CANTO DO BACURI > Mari Satake: Saudades da terra natal

 

É isso mesmo! Tirei férias e fui para a cidade onde nasci. Está certo que fiquei poucos dias, mas foi o suficiente para fazer o que era preciso. Matar a saudade.

Pedrinho me liga e pergunta se estou bem. Estranho a sua pergunta e ele me diz que nunca me ouviu falando em saudades da terra natal e agora, até escrevi sobre a minha saudade de lá. É verdade, fui para lá e ainda fiz uma visita ao cemitério. Aliás, quando decidi ir para a cidade, visitar o cemitério era um dos motivos.

Mas Pedrinho tem um pouco de razão. Nunca fui fanática pela cidade onde nasci. Desde muito nova, achava que um dia moraria em algum outro lugar. E depois, já morando em São Paulo, sempre estranhava um pouco quando colegas da faculdade ficavam ansiosos esperando pelos feriados e férias para voltarem correndo para suas cidades. Não que eu não voltasse. Eu também sempre voltava para o interior, tinha os pais que lá moravam. Sempre era muito bom voltar a casa deles. Mas desde que de lá saí pra continuar os estudos, nunca achei que voltaria para morar.

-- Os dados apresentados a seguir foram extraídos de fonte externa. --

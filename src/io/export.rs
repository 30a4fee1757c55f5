use std::io;

use crate::model::task::Task;

/// Column order of the CSV export
pub const CSV_HEADERS: [&str; 8] = [
    "id",
    "task",
    "category",
    "priority",
    "due_date",
    "notes",
    "completed",
    "created_at",
];

#[derive(Debug, thiserror::Error)]
pub enum ExportError {
    #[error("csv export failed: {0}")]
    Csv(#[from] csv::Error),
    #[error("csv export failed: {0}")]
    Io(#[from] io::Error),
}

/// Write `tasks` as CSV with a header row, one row per task
pub fn write_csv<W: io::Write>(tasks: &[Task], out: W) -> Result<(), ExportError> {
    let mut wtr = csv::Writer::from_writer(out);
    wtr.write_record(CSV_HEADERS)?;
    for task in tasks {
        wtr.write_record([
            task.id.to_string(),
            task.task.clone(),
            task.category.clone(),
            task.priority.to_string(),
            task.due_date.clone().unwrap_or_default(),
            task.notes.clone(),
            task.completed.to_string(),
            task.created_at_str(),
        ])?;
    }
    wtr.flush()?;
    Ok(())
}

/// CSV export as a string
pub fn to_csv_string(tasks: &[Task]) -> Result<String, ExportError> {
    let mut buf = Vec::new();
    write_csv(tasks, &mut buf)?;
    Ok(String::from_utf8_lossy(&buf).into_owned())
}
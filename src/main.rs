use clap::Parser;
use todo_tracker::cli::commands::Cli;
use todo_tracker::cli::handlers::{self, Context};
use todo_tracker::logging;

fn main() {
    let mut cli = Cli::parse();

    let ctx = match Context::from_cli(&cli) {
        Ok(ctx) => ctx,
        Err(e) => {
            eprintln!("error: {}", e);
            std::process::exit(1);
        }
    };

    match cli.command.take() {
        None => {
            // No subcommand → launch the dashboard
            let guard = logging::init_file(&ctx.dir);
            let result = todo_tracker::tui::run(&ctx.dir, ctx.file.as_deref());
            drop(guard);
            if let Err(e) = result {
                eprintln!("error: {}", e);
                std::process::exit(1);
            }
        }
        Some(cmd) => {
            logging::init_stderr();
            if let Err(e) = handlers::dispatch(&ctx, cmd) {
                eprintln!("error: {}", e);
                std::process::exit(1);
            }
        }
    }
}
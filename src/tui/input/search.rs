use crossterm::event::{KeyCode, KeyEvent, KeyModifiers};

use crate::tui::app::App;

/// Search filters as you type; Enter keeps the text, Esc drops it
pub(super) fn handle_search(app: &mut App, key: KeyEvent) {
    match (key.modifiers, key.code) {
        (_, KeyCode::Esc) => app.end_search(false),
        (_, KeyCode::Enter) => app.end_search(true),
        (_, KeyCode::Backspace) => app.search_pop(),
        (KeyModifiers::NONE | KeyModifiers::SHIFT, KeyCode::Char(c)) => app.search_push(c),
        _ => {}
    }
}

Hoje já não há nem pai, nem mãe para visitar. Felizmente, há a irmã que lá mora.

É estranho andar pelas ruas da cidade, reconhecer os lugares e as pessoas conhecidas que lá ainda vivem. Estão todos mais envelhecidos. Olho para minha imagem refletida em algum vidro ou espelho, encontro também a de minha irmã. Estamos mais robustas. Também envelhecidas. Experientes. Diz ela. Damos risadas.

Lá também o tempo passa rápido. Apesar de ainda estar de férias, compromissos me aguardam. Trato de fazer logo a mala e volto para cá. Seis longas horas na madrugada fria. Durmo a viagem toda. Nada ouço ou sinto.

Lentamente vou despertando e percebo que o dia amanhece. Já estamos quase chegando. É hora de levantar a poltrona e ficar atenta. É proibido se distrair.

Seis horas da manhã. Os trens do metrô já estão lotados, homens cochilam agarrados em suas pequenas bolsas de viagem que carregam seus lanches e marmitas. Mulheres com a boca e cara pintadas conversam para não dormirem.

Hora de descer. Com a mala pesada, entro na padaria. Hoje não tenho pressa. Hoje comprarei o pão quente para comer enquanto tomo o café que eu mesma farei daqui a pouco.

Amanhecer em São Paulo é assim, não importa se na padaria ou em casa, mas é fundamental o pão quentinho com manteiga derretida e o café super forte bem quente, com ou sem leite, para o dia começar.